Columna publicada en Chile B, 27.08.2015

“Editing humanity” (Editando la humanidad): así se titula la última portada de la revista The Economist. Esto alude a una nueva tecnología conocida como CRISPR, que promete hacer posible la edición de la información genética humana de forma simple, rápida y precisa. Este procedimiento, se nos dice, podría ser altamente beneficioso, pues permitiría corregir graves defectos genéticos que afectan la vida de miles de personas. Con todo, las cosas no son tan sencillas: los alcances de esta técnica pueden también ser peligrosos. Por de pronto, no es exagerado decir que se abre la posibilidad de diseñar seres humanos según nuestras preferencias. Vale decir, nos enfrenta a un nuevo método de eugenesia.

Por cierto, se trata de un fenómeno todavía incipiente, pero que avanza a pasos agigantados gracias al progreso de la ciencia y la técnica, y sin que haya existido una reflexión previa sobre los límites ético-normativos que exige la manipulación de seres humanos, más allá de las buenas intenciones que se invoquen en su defensa.

Habermas, en El Futuro de la naturaleza humana, ha sostenido que “esta especie de controles de calidad deliberados pone en juego un nuevo aspecto del asunto: la instrumentalización de una vida humana engendrada con reservas por preferencias y orientaciones de valor de terceros”.  La crítica de Habermas —a quien nadie puede tildar de reaccionario— no es casual. Cuando la vida humana tiende a someterse a criterios de pura eficacia técnica, bien puede pensarse que la dignidad de la persona se reduce a un mero valor de utilidad. En rigor, con este tipo de prácticas la paternidad y la filiación tienden a convertirse en relaciones similares a un contrato, vale decir,  sujetas a una serie de requisitos previos que, además, no pueden sino ser arbitrarios si es verdad que todos los seres humanos gozan de un igual e inconmensurable valor moral por el solo hecho de ser tales.

Este asunto nos obliga a preguntar cómo llegamos al actual estado de cosas. Un antecedente indiscutible aquí es la tensión, muchas veces ignorada, entre las posibilidades que ofrecen la ciencia y la tecnología, y los límites éticos derivados de la dignidad de la persona humana. En particular, se aprecia la influencia de cierta actitud cientificista. Desde luego la razón, la ciencia y la técnica han ampliado considerablemente el campo de la acción del hombre; pero no es imposible distinguir entre esos avances y una primacía exacerbada del ideal ilustrado de poseer la naturaleza —entendida como pura materia prima— y dominarla, sin restricciones.

El riesgo de lo anterior es construir algo así como una contrarrealidad artificial que abandona todo lazo con lo naturalmente humano.

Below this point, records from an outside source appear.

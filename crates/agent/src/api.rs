//! HTTP API for the risk engine, health checks and Prometheus metrics

use axum::{
    extract::{rejection::JsonRejection, Query, State},
    http::StatusCode,
    response::{IntoResponse, Response},
    routing::{get, post},
    Json, Router,
};
use risk_lib::{
    alerts::{AlertEvaluator, AlertmanagerPayload, RiskAlert},
    engine::RiskEngine,
    health::{HealthResponse, ReadinessResponse},
    observability::{EngineMetrics, StructuredLogger},
    params::{
        AlertParams, BacktestParams, BatchRequest, EtlParams, IngestRequest, LiveQuery,
        TrainParams, ValidationError,
    },
    PredictionResult,
};
use serde::{de::DeserializeOwned, Serialize};
use std::sync::atomic::{AtomicBool, Ordering};
use std::sync::Arc;
use std::time::Instant;
use thiserror::Error;
use tokio::sync::RwLock;
use tracing::{info, warn};

/// Shared application state
pub struct AppState {
    pub engine: RwLock<RiskEngine>,
    pub metrics: EngineMetrics,
    pub logger: StructuredLogger,
    ready: AtomicBool,
}

impl AppState {
    pub fn new(engine: RiskEngine, metrics: EngineMetrics, logger: StructuredLogger) -> Self {
        Self {
            engine: RwLock::new(engine),
            metrics,
            logger,
            ready: AtomicBool::new(false),
        }
    }

    pub fn set_ready(&self, ready: bool) {
        self.ready.store(ready, Ordering::SeqCst);
    }

    pub fn is_ready(&self) -> bool {
        self.ready.load(Ordering::SeqCst)
    }
}

/// Request failures surfaced to API clients
#[derive(Debug, Error)]
pub enum ApiError {
    #[error(transparent)]
    Validation(#[from] ValidationError),

    #[error("Invalid request body: {0}")]
    Body(#[from] JsonRejection),
}

#[derive(Serialize)]
struct ErrorBody {
    error: String,
}

impl IntoResponse for ApiError {
    fn into_response(self) -> Response {
        let message = self.to_string();
        warn!(error = %message, "Rejected API request");
        (StatusCode::BAD_REQUEST, Json(ErrorBody { error: message })).into_response()
    }
}

/// Unwrap a JSON body, treating a request without one as all defaults
fn body_or_default<T: DeserializeOwned + Default>(
    body: Result<Json<T>, JsonRejection>,
) -> Result<T, ApiError> {
    match body {
        Ok(Json(value)) => Ok(value),
        Err(JsonRejection::MissingJsonContentType(_)) => Ok(T::default()),
        Err(rejection) => Err(ApiError::Body(rejection)),
    }
}

#[derive(Serialize)]
struct PredictionsResponse {
    predictions: Vec<PredictionResult>,
}

#[derive(Serialize)]
struct AlertsResponse {
    alerts: Vec<RiskAlert>,
    count: usize,
}

#[derive(Serialize)]
struct ResetResponse {
    reset: bool,
}

/// Health check response - degraded components still answer 200
async fn healthz(State(state): State<Arc<AppState>>) -> impl IntoResponse {
    let engine = state.engine.read().await;
    (StatusCode::OK, Json(HealthResponse::from_engine(&engine)))
}

/// Readiness check response - returns 200 if ready, 503 if not ready
async fn readyz(State(state): State<Arc<AppState>>) -> impl IntoResponse {
    if state.is_ready() {
        (StatusCode::OK, Json(ReadinessResponse::ready()))
    } else {
        (
            StatusCode::SERVICE_UNAVAILABLE,
            Json(ReadinessResponse::not_ready("Engine not yet initialized")),
        )
    }
}

/// Prometheus metrics endpoint
async fn metrics(State(state): State<Arc<AppState>>) -> impl IntoResponse {
    (
        StatusCode::OK,
        [("content-type", "text/plain; charset=utf-8")],
        state.metrics.render(),
    )
}

async fn ingest_telemetry(
    State(state): State<Arc<AppState>>,
    body: Result<Json<IngestRequest>, JsonRejection>,
) -> Result<impl IntoResponse, ApiError> {
    let Json(request) = body?;
    request.validate()?;

    let report = state.engine.write().await.ingest(request.events);
    state.metrics.record_ingest(&report);
    state.logger.log_ingest(&report);

    Ok(Json(report))
}

async fn run_etl(
    State(state): State<Arc<AppState>>,
    body: Result<Json<EtlParams>, JsonRejection>,
) -> Result<impl IntoResponse, ApiError> {
    let params = body_or_default(body)?;
    params.validate()?;

    let start = Instant::now();
    let report = state
        .engine
        .write()
        .await
        .run_etl(params.bucket_minutes, params.lookback_hours);
    state
        .metrics
        .record_etl(&report, start.elapsed().as_secs_f64());
    state
        .logger
        .log_etl(&report, params.bucket_minutes, params.lookback_hours);

    Ok(Json(report))
}

async fn train(
    State(state): State<Arc<AppState>>,
    body: Result<Json<TrainParams>, JsonRejection>,
) -> Result<impl IntoResponse, ApiError> {
    let params = body_or_default(body)?;
    params.validate()?;

    let start = Instant::now();
    let report = state.engine.write().await.train(
        params.horizon_hours,
        params.incident_threshold,
        params.learning_rate,
        params.epochs,
    );
    state
        .metrics
        .record_training(&report, start.elapsed().as_secs_f64());
    state.logger.log_training(&report, params.epochs);

    Ok(Json(report))
}

async fn infer_batch(
    State(state): State<Arc<AppState>>,
    body: Result<Json<BatchRequest>, JsonRejection>,
) -> Result<impl IntoResponse, ApiError> {
    let Json(request) = body?;
    request.validate()?;

    let predictions = state.engine.read().await.infer_batch(&request.items);
    state.metrics.inc_predictions(predictions.len());

    Ok(Json(PredictionsResponse { predictions }))
}

async fn infer_live(
    State(state): State<Arc<AppState>>,
    Query(query): Query<LiveQuery>,
) -> impl IntoResponse {
    let predictions = state
        .engine
        .read()
        .await
        .infer_latest(query.service.as_deref(), query.route.as_deref());
    state.metrics.inc_predictions(predictions.len());

    Json(PredictionsResponse { predictions })
}

async fn evaluate_alerts(
    State(state): State<Arc<AppState>>,
    body: Result<Json<AlertParams>, JsonRejection>,
) -> Result<impl IntoResponse, ApiError> {
    let params = body_or_default(body)?;
    params.validate()?;

    let alerts = state.engine.read().await.evaluate_alerts(params.threshold);
    state.metrics.inc_alerts(alerts.len());
    state.logger.log_alerts(params.threshold, alerts.len());

    let count = alerts.len();
    Ok(Json(AlertsResponse { alerts, count }))
}

async fn alertmanager_alerts(
    State(state): State<Arc<AppState>>,
    body: Result<Json<AlertParams>, JsonRejection>,
) -> Result<Json<AlertmanagerPayload>, ApiError> {
    let params = body_or_default(body)?;
    params.validate()?;

    let alerts = state.engine.read().await.evaluate_alerts(params.threshold);
    state.metrics.inc_alerts(alerts.len());
    state.logger.log_alerts(params.threshold, alerts.len());

    let evaluator = AlertEvaluator::new(params.threshold);
    Ok(Json(
        evaluator.alertmanager_payload(&alerts, state.logger.instance()),
    ))
}

async fn backtest(
    State(state): State<Arc<AppState>>,
    body: Result<Json<BacktestParams>, JsonRejection>,
) -> Result<impl IntoResponse, ApiError> {
    let params = body_or_default(body)?;
    params.validate()?;

    let report = state.engine.read().await.backtest(
        params.horizon_hours,
        params.incident_threshold,
        params.top_k,
    );
    state.metrics.record_backtest(&report);
    state.logger.log_backtest(&report);

    Ok(Json(report))
}

async fn summary(State(state): State<Arc<AppState>>) -> impl IntoResponse {
    Json(state.engine.read().await.summary())
}

async fn model(State(state): State<Arc<AppState>>) -> impl IntoResponse {
    Json(state.engine.read().await.model_snapshot())
}

async fn reset(State(state): State<Arc<AppState>>) -> impl IntoResponse {
    state.engine.write().await.reset();
    state.metrics.record_reset();
    state.logger.log_reset();

    Json(ResetResponse { reset: true })
}

/// Create the API router
pub fn create_router(state: Arc<AppState>) -> Router {
    Router::new()
        .route("/healthz", get(healthz))
        .route("/readyz", get(readyz))
        .route("/metrics", get(metrics))
        .route("/api/v1/telemetry", post(ingest_telemetry))
        .route("/api/v1/etl", post(run_etl))
        .route("/api/v1/train", post(train))
        .route("/api/v1/infer/batch", post(infer_batch))
        .route("/api/v1/infer/live", get(infer_live))
        .route("/api/v1/alerts/evaluate", post(evaluate_alerts))
        .route("/api/v1/alerts/alertmanager", post(alertmanager_alerts))
        .route("/api/v1/backtest", post(backtest))
        .route("/api/v1/summary", get(summary))
        .route("/api/v1/model", get(model))
        .route("/api/v1/reset", post(reset))
        .with_state(state)
}

/// Start the API server
pub async fn serve(port: u16, state: Arc<AppState>) -> anyhow::Result<()> {
    let app = create_router(state);

    let addr = format!("0.0.0.0:{}", port);
    info!(addr = %addr, "Starting API server");

    let listener = tokio::net::TcpListener::bind(&addr).await?;
    axum::serve(listener, app).await?;

    Ok(())
}
//! HTTP service hosting one incident-risk engine
//!
//! Exposes the engine operations as a JSON API alongside health, readiness
//! and Prometheus endpoints.

pub mod api;
pub mod config;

Esto se ve muy claro en el contexto de la eugenesia, donde a partir del intento de superar ciertas falencias físicas o biológicas del hombre ―algo de suyo deseable― se asume una concepción de la técnica como mero instrumento de dominio. Se trata de una paradoja que bien puede atentar contra el hombre mismo, deshumanizándolo. Alguna vez Lewis dijo que “lo que llamamos el poder del hombre sobre la naturaleza se revela como un poder ejercido por algunos hombres sobre otros con la naturaleza como instrumento”. Este, por desgracia, bien puede ser el caso.